Malaysian police have arrested 12 men suspected of planning terrorist attacks in the region.

The arrest followed months of police surveillance

The Star newspaper, quoting unnamed sources, said on Tuesday that the men, mostly Indonesian and described as Islamists, were arrested recently after six months of police surveillance in the Malaysian state of Sabah, on Borneo island.
   
Malaysia’s police special branch were not immediately available for comment.
   
Indonesia, which has suffered terrorist attacks in Bali and Jakarta, welcomed the report on Tuesday, saying it would help to weaken militant networks in the region.
   
Hassan Wirajuda, the Indonesian foreign minister, told reporters during a visit to Malaysia: “I believe this is a good sign and an important step to fight terrorism”.
   
He said that Indonesian police with the co-operation of their Malaysian counterparts had arrested several people a few months ago for smuggling explosive materials from Sabah into Indonesia.
   
Regional police forces had been monitoring suspicious groups on Borneo island and in the southern Philippines, he said.
   
The Star said police had seized firearms and documents from the men, including bomb-making instructions downloaded from the internet.

The group
   
The men included at least two Malaysians and had been travelling through Sabah when police caught them, it said.

“I believe this is a good sign and an important step to fight terrorism”
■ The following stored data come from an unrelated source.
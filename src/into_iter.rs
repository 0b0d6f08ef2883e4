use core::iter::FusedIterator;
use std::collections::{VecDeque, vec_deque};
use std::iter::Flatten;

use crate::{ClusterCapacity, ClusterList, Usize};

/// An owning iterator over the elements of a ClusterList.
///
/// This struct is created by ClusterList::into_iter().
#[derive(Clone)]
pub struct IntoIter<T, const N: usize>
where
    Usize<N>: ClusterCapacity,
{
    delegate: Flatten<vec_deque::IntoIter<Vec<T>>>,
    len: usize,
}

impl<T, const N: usize> Default for IntoIter<T, N>
where
    Usize<N>: ClusterCapacity,
{
    fn default() -> Self {
        Self {
            delegate: VecDeque::new().into_iter().flatten(),
            len: 0,
        }
    }
}

impl<T, const N: usize> IntoIter<T, N>
where
    Usize<N>: ClusterCapacity,
{
    pub(crate) fn from_list(list: ClusterList<T, N>) -> Self {
        let len = list.len();

        Self {
            delegate: list.chain.into_ordered().into_iter().flatten(),
            len,
        }
    }
}

impl<T, const N: usize> Iterator for IntoIter<T, N>
where
    Usize<N>: ClusterCapacity,
{
    type Item = T;

    fn next(&mut self) -> Option<Self::Item> {
        let out = self.delegate.next()?;
        self.len -= 1;
        Some(out)
    }

    #[inline]
    fn size_hint(&self) -> (usize, Option<usize>) {
        (self.len, Some(self.len))
    }

    #[inline]
    fn count(self) -> usize {
        self.len
    }

    fn last(mut self) -> Option<Self::Item> {
        self.next_back()
    }

    fn fold<B, F>(self, init: B, f: F) -> B
    where
        F: FnMut(B, Self::Item) -> B,
    {
        self.delegate.fold(init, f)
    }
}

impl<T, const N: usize> DoubleEndedIterator for IntoIter<T, N>
where
    Usize<N>: ClusterCapacity,
{
    fn next_back(&mut self) -> Option<Self::Item> {
        let out = self.delegate.next_back()?;
        self.len -= 1;
        Some(out)
    }

    fn rfold<B, F>(self, init: B, f: F) -> B
    where
        F: FnMut(B, Self::Item) -> B,
    {
        self.delegate.rfold(init, f)
    }
}

impl<T, const N: usize> ExactSizeIterator for IntoIter<T, N>
where
    Usize<N>: ClusterCapacity,
{
    fn len(&self) -> usize {
        self.len
    }
}

impl<T, const N: usize> FusedIterator for IntoIter<T, N> where Usize<N>: ClusterCapacity {}

impl<T, const N: usize> core::fmt::Debug for IntoIter<T, N>
where
    T: core::fmt::Debug,
    Usize<N>: ClusterCapacity,
{
    fn fmt(&self, f: &mut core::fmt::Formatter<'_>) -> core::fmt::Result {
        f.debug_tuple("IntoIter").field(&self.len).finish()
    }
}
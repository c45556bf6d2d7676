use super::*;

fn kinds(raw: &str) -> Vec<(SpanKind, &str)> {
    scan(raw).iter().map(|s| (s.kind, s.text(raw))).collect()
}

#[test]
fn test_line_and_block_comments() {
    let raw = "SELECT 1; -- trailing\n/* block\n GO */ SELECT 2;";
    assert_eq!(
        kinds(raw),
        vec![
            (SpanKind::LineComment, "-- trailing"),
            (SpanKind::BlockComment, "/* block\n GO */"),
        ]
    );
}

#[test]
fn test_string_literal_with_escaped_quote() {
    let raw = "SELECT 'it''s; fine' AS x";
    assert_eq!(kinds(raw), vec![(SpanKind::StringLiteral, "'it''s; fine'")]);
}

#[test]
fn test_comment_markers_inside_literals_are_not_comments() {
    let raw = "SELECT '--not a comment', '/* nor this */'";
    let spans = scan(raw);
    assert_eq!(spans.len(), 2);
    assert!(spans.iter().all(|s| s.kind == SpanKind::StringLiteral));
}

#[test]
fn test_quote_inside_comment_is_ignored() {
    let raw = "-- don't\nSELECT 'x'";
    assert_eq!(
        kinds(raw),
        vec![
            (SpanKind::LineComment, "-- don't"),
            (SpanKind::StringLiteral, "'x'"),
        ]
    );
}

#[test]
fn test_block_comments_do_not_nest() {
    let raw = "/* a /* b */ c */";
    assert_eq!(kinds(raw)[0], (SpanKind::BlockComment, "/* a /* b */"));
}

#[test]
fn test_quoted_identifier_and_dollar_body() {
    let raw = "CREATE FUNCTION \"f;n\"() AS $body$ SELECT 1; $body$ LANGUAGE sql;";
    assert_eq!(
        kinds(raw),
        vec![
            (SpanKind::QuotedIdentifier, "\"f;n\""),
            (SpanKind::DollarQuoted, "$body$ SELECT 1; $body$"),
        ]
    );
    assert_eq!(kinds("SELECT $$a;b$$")[0], (SpanKind::DollarQuoted, "$$a;b$$"));
}

#[test]
fn test_placeholders_and_parameters_are_not_dollar_quotes() {
    assert!(scan("SELECT ${YUNIQL_VERSION}, $1, $2").is_empty());
}

#[test]
fn test_dollar_inside_identifier_is_not_a_tag() {
    assert!(scan("SELECT sys$x$y, a$b$c FROM v$session").is_empty());
    assert_eq!(
        kinds("SELECT col, $q$x$q$")[0],
        (SpanKind::DollarQuoted, "$q$x$q$")
    );
}

#[test]
fn test_unterminated_constructs_run_to_end() {
    for (raw, kind) in [
        ("SELECT 'open", SpanKind::StringLiteral),
        ("SELECT 1 /* open", SpanKind::BlockComment),
        ("SELECT 1 -- tail", SpanKind::LineComment),
        ("SELECT $x$ open", SpanKind::DollarQuoted),
    ] {
        let spans = scan(raw);
        assert_eq!(spans.len(), 1, "{}", raw);
        assert_eq!(spans[0].kind, kind);
        assert_eq!(spans[0].end, raw.len());
    }
}

#[test]
fn test_spans_are_ordered_and_disjoint() {
    let raw = "'a' -- b\n/* c */ \"d\" 'e''f' -- g";
    let spans = scan(raw);
    for pair in spans.windows(2) {
        assert!(pair[0].end <= pair[1].start);
    }
    assert_eq!(spans.len(), 6);
}

#[test]
fn test_contains_uses_span_bounds() {
    let raw = "SELECT 'x;' ;";
    let spans = scan(raw);
    let inside = raw.find(';').unwrap();
    let outside = raw.rfind(';').unwrap();
    assert!(contains(&spans, inside));
    assert!(!contains(&spans, outside));
    assert!(!contains(&spans, 0));
    assert!(!contains(&[], 3));
}

#[test]
fn test_has_executable_content() {
    assert!(!has_executable_content(""));
    assert!(!has_executable_content("  \n\t"));
    assert!(!has_executable_content("-- only\n/* comments */\n"));
    assert!(has_executable_content("-- c\nSELECT 1"));
    assert!(has_executable_content("/* c */'literal'"));
}

#[test]
fn test_multibyte_text_is_handled() {
    let raw = "SELECT 'héllo' -- ünïcode\nSELECT 2";
    let spans = scan(raw);
    assert_eq!(spans[0].text(raw), "'héllo'");
    assert_eq!(spans[1].text(raw), "-- ünïcode");
}
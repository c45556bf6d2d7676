//! Erase command implementation

use anyhow::Result;

use crate::cli::{EraseArgs, GlobalArgs};
use crate::commands::common::{build_engine, classify, session_layer};

/// Execute the erase command
pub(crate) async fn execute(args: &EraseArgs, global: &GlobalArgs) -> Result<()> {
    let engine = build_engine(session_layer(global, &args.connection))?;
    let report = engine
        .erase(args.force)
        .await
        .map_err(|err| classify(err, "Erase failed"))?;

    if report.scripts.is_empty() {
        println!("No _erase scripts found");
        return Ok(());
    }
    for script in &report.scripts {
        println!("  {}", script);
    }
    if !report.dry_run {
        println!("\nErased database with {} script(s)", report.scripts.len());
    } else if report.executed {
        println!("\nDry run: scripts ran and were rolled back; use --force to commit");
    } else {
        println!("\nDry run: scripts were not executed; use --force to run them");
    }
    Ok(())
}
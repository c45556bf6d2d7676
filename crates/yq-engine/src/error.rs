//! Error types for yq-engine

use std::fmt;
use thiserror::Error;
use yq_core::{CoreError, Version};
use yq_db::DbError;
use yq_sql::SqlError;

/// Broad classification of an engine error, for callers that branch on the
/// kind of failure rather than the exact variant.
#[derive(Debug, Clone, Copy, PartialEq, Eq)]
pub enum ErrorKind {
    /// Bad or missing settings; raised before any database I/O
    Configuration,
    /// Database unreachable, missing or not creatable
    Connectivity,
    /// Malformed or duplicate version directories
    VersionResolution,
    /// A script or metadata statement failed on the server
    ScriptExecution,
    /// The platform lacks a capability the operation needs
    Capability,
    /// Workspace files could not be read or written
    Workspace,
}

impl fmt::Display for ErrorKind {
    fn fmt(&self, f: &mut fmt::Formatter<'_>) -> fmt::Result {
        let name = match self {
            ErrorKind::Configuration => "configuration",
            ErrorKind::Connectivity => "connectivity",
            ErrorKind::VersionResolution => "version resolution",
            ErrorKind::ScriptExecution => "script execution",
            ErrorKind::Capability => "capability",
            ErrorKind::Workspace => "workspace",
        };
        f.write_str(name)
    }
}

/// Where and why a script failed
#[derive(Debug)]
pub struct ScriptFailure {
    /// Version being applied; `None` for run-level buckets such as `_init`
    pub version: Option<Version>,
    /// Workspace-relative script path, e.g. `v1.00/02_tables.sql`
    pub script: String,
    /// Statement that failed, when the failure came from a batch
    pub statement: Option<String>,
    /// 1-based batch number within the script
    pub batch_no: Option<u32>,
    pub error: DbError,
}

impl fmt::Display for ScriptFailure {
    fn fmt(&self, f: &mut fmt::Formatter<'_>) -> fmt::Result {
        write!(f, "'{}'", self.script)?;
        if let Some(version) = &self.version {
            write!(f, " in {}", version)?;
        }
        if let Some(batch_no) = self.batch_no {
            write!(f, " (batch {})", batch_no)?;
        }
        write!(f, ": {}", self.error)
    }
}

/// Engine error type
#[derive(Error, Debug)]
pub enum EngineError {
    #[error(transparent)]
    Core(#[from] CoreError),

    #[error(transparent)]
    Db(#[from] DbError),

    #[error(transparent)]
    Sql(#[from] SqlError),

    /// M001: Target database missing and auto-create not requested
    #[error("[M001] Database '{database}' does not exist (use --autocreate-db to create it)")]
    DatabaseNotFound { database: String },

    /// M002: A script failed while applying
    #[error("[M002] Script failed {0}")]
    ScriptFailed(Box<ScriptFailure>),

    /// M003: Resuming a non-transactional run that stopped on a failed script
    #[error("[M003] Version {version} previously failed at '{script}'; fix the database and rerun with --continue-after-failure")]
    PreviousFailure { version: Version, script: String },

    /// M004: Rebase with no applied versions
    #[error("[M004] Nothing to rebase: no versions have been applied")]
    NothingToRebase,

    /// M005: JSON serialization error
    #[error("[M005] JSON error: {0}")]
    Json(#[from] serde_json::Error),
}

/// Result type alias for EngineError
pub type EngineResult<T> = Result<T, EngineError>;

impl EngineError {
    /// Classify this error
    pub fn kind(&self) -> ErrorKind {
        match self {
            EngineError::Core(err) => core_kind(err),
            EngineError::Db(err) => db_kind(err),
            EngineError::Sql(_) => ErrorKind::Configuration,
            EngineError::DatabaseNotFound { .. } => ErrorKind::Connectivity,
            EngineError::ScriptFailed(_) | EngineError::PreviousFailure { .. } => {
                ErrorKind::ScriptExecution
            }
            EngineError::NothingToRebase => ErrorKind::VersionResolution,
            EngineError::Json(_) => ErrorKind::Workspace,
        }
    }

    /// The script failure carried by this error, if any
    pub fn script_failure(&self) -> Option<&ScriptFailure> {
        match self {
            EngineError::ScriptFailed(failure) => Some(failure),
            _ => None,
        }
    }
}

fn core_kind(err: &CoreError) -> ErrorKind {
    match err {
        CoreError::ConfigNotFound { .. }
        | CoreError::ConfigParseError { .. }
        | CoreError::ConfigInvalid { .. }
        | CoreError::WorkspaceNotFound { .. }
        | CoreError::YamlParse(_) => ErrorKind::Configuration,
        CoreError::InvalidVersionFormat { .. }
        | CoreError::DuplicateVersion { .. }
        | CoreError::NoVersions { .. } => ErrorKind::VersionResolution,
        CoreError::InvalidRecord { .. } => ErrorKind::ScriptExecution,
        CoreError::Io(_) | CoreError::IoWithPath { .. } | CoreError::Json(_) => {
            ErrorKind::Workspace
        }
    }
}

fn db_kind(err: &DbError) -> ErrorKind {
    match err {
        DbError::ConnectionError(_) | DbError::MutexPoisoned(_) => ErrorKind::Connectivity,
        DbError::InvalidConnectionString { .. } | DbError::UnsupportedPlatform { .. } => {
            ErrorKind::Configuration
        }
        DbError::Sql(_) | DbError::BulkImport { .. } => ErrorKind::ScriptExecution,
        DbError::NotImplemented { .. } | DbError::CapabilityNotSupported { .. } => {
            ErrorKind::Capability
        }
    }
}

#[cfg(test)]
#[path = "error_test.rs"]
mod tests;
//! Error types for yq-sql

use thiserror::Error;

/// SQL text processing errors
#[derive(Error, Debug)]
pub enum SqlError {
    /// Separator override cannot be used (S001)
    #[error("[S001] Invalid statement delimiter '{0}': it must contain at least one non-whitespace character and no line breaks")]
    InvalidDelimiter(String),
}

/// Result type alias for SqlError
pub type SqlResult<T> = Result<T, SqlError>;
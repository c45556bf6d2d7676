//! `${TOKEN}` placeholder substitution
//!
//! Replacement is a single pass, case-sensitive and total: placeholders with
//! no mapping are left exactly as written.

use regex::{Captures, Regex};
use std::collections::HashMap;
use std::sync::OnceLock;

/// Tokens the engine always supplies
pub mod reserved {
    pub const DB_NAME: &str = "YUNIQL_DB_NAME";
    pub const SCHEMA_NAME: &str = "YUNIQL_SCHEMA_NAME";
    pub const TABLE_NAME: &str = "YUNIQL_TABLE_NAME";
    pub const VERSION: &str = "YUNIQL_VERSION";

    pub const APPLIED_ON_UTC: &str = "YUNIQL_APPLIED_ON_UTC";
    pub const APPLIED_BY_USER: &str = "YUNIQL_APPLIED_BY_USER";
    pub const APPLIED_BY_TOOL: &str = "YUNIQL_APPLIED_BY_TOOL";
    pub const APPLIED_BY_TOOL_VERSION: &str = "YUNIQL_APPLIED_BY_TOOL_VERSION";
    pub const STATUS: &str = "YUNIQL_STATUS";
    pub const DURATION_MS: &str = "YUNIQL_DURATION_MS";
    pub const CHECKSUM: &str = "YUNIQL_CHECKSUM";
    pub const FAILED_SCRIPT_PATH: &str = "YUNIQL_FAILED_SCRIPT_PATH";
    pub const FAILED_SCRIPT_ERROR: &str = "YUNIQL_FAILED_SCRIPT_ERROR";
    pub const ADDITIONAL_ARTIFACTS: &str = "YUNIQL_ADDITIONAL_ARTIFACTS";

    /// Every reserved key
    pub const ALL: [&str; 14] = [
        DB_NAME,
        SCHEMA_NAME,
        TABLE_NAME,
        VERSION,
        APPLIED_ON_UTC,
        APPLIED_BY_USER,
        APPLIED_BY_TOOL,
        APPLIED_BY_TOOL_VERSION,
        STATUS,
        DURATION_MS,
        CHECKSUM,
        FAILED_SCRIPT_PATH,
        FAILED_SCRIPT_ERROR,
        ADDITIONAL_ARTIFACTS,
    ];

    /// Whether a key belongs to the engine
    pub fn is_reserved(key: &str) -> bool {
        ALL.contains(&key)
    }
}

fn placeholder_pattern() -> &'static Regex {
    static PATTERN: OnceLock<Regex> = OnceLock::new();
    PATTERN.get_or_init(|| {
        Regex::new(r"\$\{([^}]*)\}").unwrap_or_else(|e| panic!("invalid token regex: {e}"))
    })
}

/// Substitute every `${key}` in `text`; the last mapping of a key wins.
pub fn replace(tokens: &[(String, String)], text: &str) -> String {
    if tokens.is_empty() || !text.contains("${") {
        return text.to_string();
    }
    let lookup: HashMap<&str, &str> = tokens
        .iter()
        .map(|(k, v)| (k.as_str(), v.as_str()))
        .collect();

    placeholder_pattern()
        .replace_all(text, |caps: &Captures| match lookup.get(&caps[1]) {
            Some(value) => (*value).to_string(),
            None => caps[0].to_string(),
        })
        .into_owned()
}

/// Keys of placeholders that are still present in `text`
pub fn unresolved(text: &str) -> Vec<String> {
    let mut keys: Vec<String> = placeholder_pattern()
        .captures_iter(text)
        .map(|caps| caps[1].to_string())
        .collect();
    keys.sort();
    keys.dedup();
    keys
}

/// Combine engine and user tokens for one substitution pass.
///
/// Reserved entries come first. A user entry whose key is reserved is
/// dropped, so reserved placeholders always resolve to the engine's value;
/// among the remaining user entries the later mapping of a key wins.
pub fn merge_tokens(
    reserved: &[(String, String)],
    user: &[(String, String)],
) -> Vec<(String, String)> {
    let mut merged = reserved.to_vec();
    for (key, value) in user {
        if reserved.iter().any(|(k, _)| k == key) || self::reserved::is_reserved(key) {
            log::warn!("Ignoring user token '{}': the name is reserved", key);
            continue;
        }
        merged.push((key.clone(), value.clone()));
    }
    merged
}

/// Build `(key, value)` pairs from string slices
pub fn pairs<'a, I>(items: I) -> Vec<(String, String)>
where
    I: IntoIterator<Item = (&'a str, String)>,
{
    items
        .into_iter()
        .map(|(k, v)| (k.to_string(), v))
        .collect()
}

#[cfg(test)]
#[path = "tokens_test.rs"]
mod tests;
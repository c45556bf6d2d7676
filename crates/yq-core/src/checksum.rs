//! SHA-256 checksum utility for recording what a version applied.

use sha2::{Digest, Sha256};

/// Compute one SHA256 checksum over several script bodies, in order.
///
/// Each body is length-prefixed so that moving text between two adjacent
/// files changes the digest.
pub fn compute_files_checksum<'a, I>(contents: I) -> String
where
    I: IntoIterator<Item = &'a str>,
{
    let mut hasher = Sha256::new();
    for content in contents {
        hasher.update((content.len() as u64).to_le_bytes());
        hasher.update(content.as_bytes());
    }
    format!("{:x}", hasher.finalize())
}

#[cfg(test)]
mod tests {
    use super::*;

    #[test]
    fn test_files_checksum_respects_boundaries() {
        let a = compute_files_checksum(["ab", "c"]);
        let b = compute_files_checksum(["a", "bc"]);
        assert_ne!(a, b);
        assert_eq!(a, compute_files_checksum(vec!["ab", "c"]));
        assert_eq!(compute_files_checksum([""]).len(), 64);
    }
}
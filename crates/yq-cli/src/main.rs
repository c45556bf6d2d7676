//! yuniql CLI - versioned schema migrations for relational databases

use anyhow::Result;
use clap::Parser;

mod cli;
mod commands;

use cli::Cli;
use commands::common::ExitCode;
use commands::{erase, init, list, platforms, rebase, run, vnext};

#[tokio::main]
async fn main() -> std::process::ExitCode {
    let cli = Cli::parse();
    init_logging(cli.global.debug);

    match dispatch(&cli).await {
        Ok(()) => std::process::ExitCode::SUCCESS,
        Err(err) => match err.downcast_ref::<ExitCode>() {
            Some(ExitCode(code)) => std::process::ExitCode::from(u8::try_from(*code).unwrap_or(1)),
            None => {
                eprintln!("Error: {:#}", err);
                std::process::ExitCode::from(1)
            }
        },
    }
}

async fn dispatch(cli: &Cli) -> Result<()> {
    match &cli.command {
        cli::Commands::Init => init::execute(&cli.global).await,
        cli::Commands::Vnext(args) => vnext::execute(args, &cli.global).await,
        cli::Commands::Run(args) => run::execute(args, &cli.global, false).await,
        cli::Commands::Verify(args) => run::execute(args, &cli.global, true).await,
        cli::Commands::List(args) => list::execute(args, &cli.global).await,
        cli::Commands::Erase(args) => erase::execute(args, &cli.global).await,
        cli::Commands::Rebase(args) => rebase::execute(args, &cli.global).await,
        cli::Commands::Platforms => platforms::execute().await,
    }
}

/// `RUST_LOG` wins over `--debug`
fn init_logging(debug: bool) {
    let level = if debug { "debug" } else { "info" };
    env_logger::Builder::from_env(env_logger::Env::default().default_filter_or(level))
        .format_timestamp(None)
        .format_target(false)
        .init();
}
Hassan Wirajuda, Indonesian foreign minister

“However, it is not immediately known what the group’s targets were or when its plans would be executed,” the Star said.
   
The men belonged to Indonesia’s Darul Islam movement, it said, but Wirajuda said that group had ceased to exist long ago.
   
“We don’t have a formal organisation called Darul Islam anymore since it was defeated in the 1960s,” he said.
   
“But as an ideology, as a political orientation, it remains clandestinely upholding this aspiration for an Islamic state.”
   
Darul Islam, which wants to establish an Islamic state in Indonesia, is seen by security experts as the well-spring of militant splinter groups such as Jemaah Islamiah, which is suspected of having carried out bombings in Indonesia.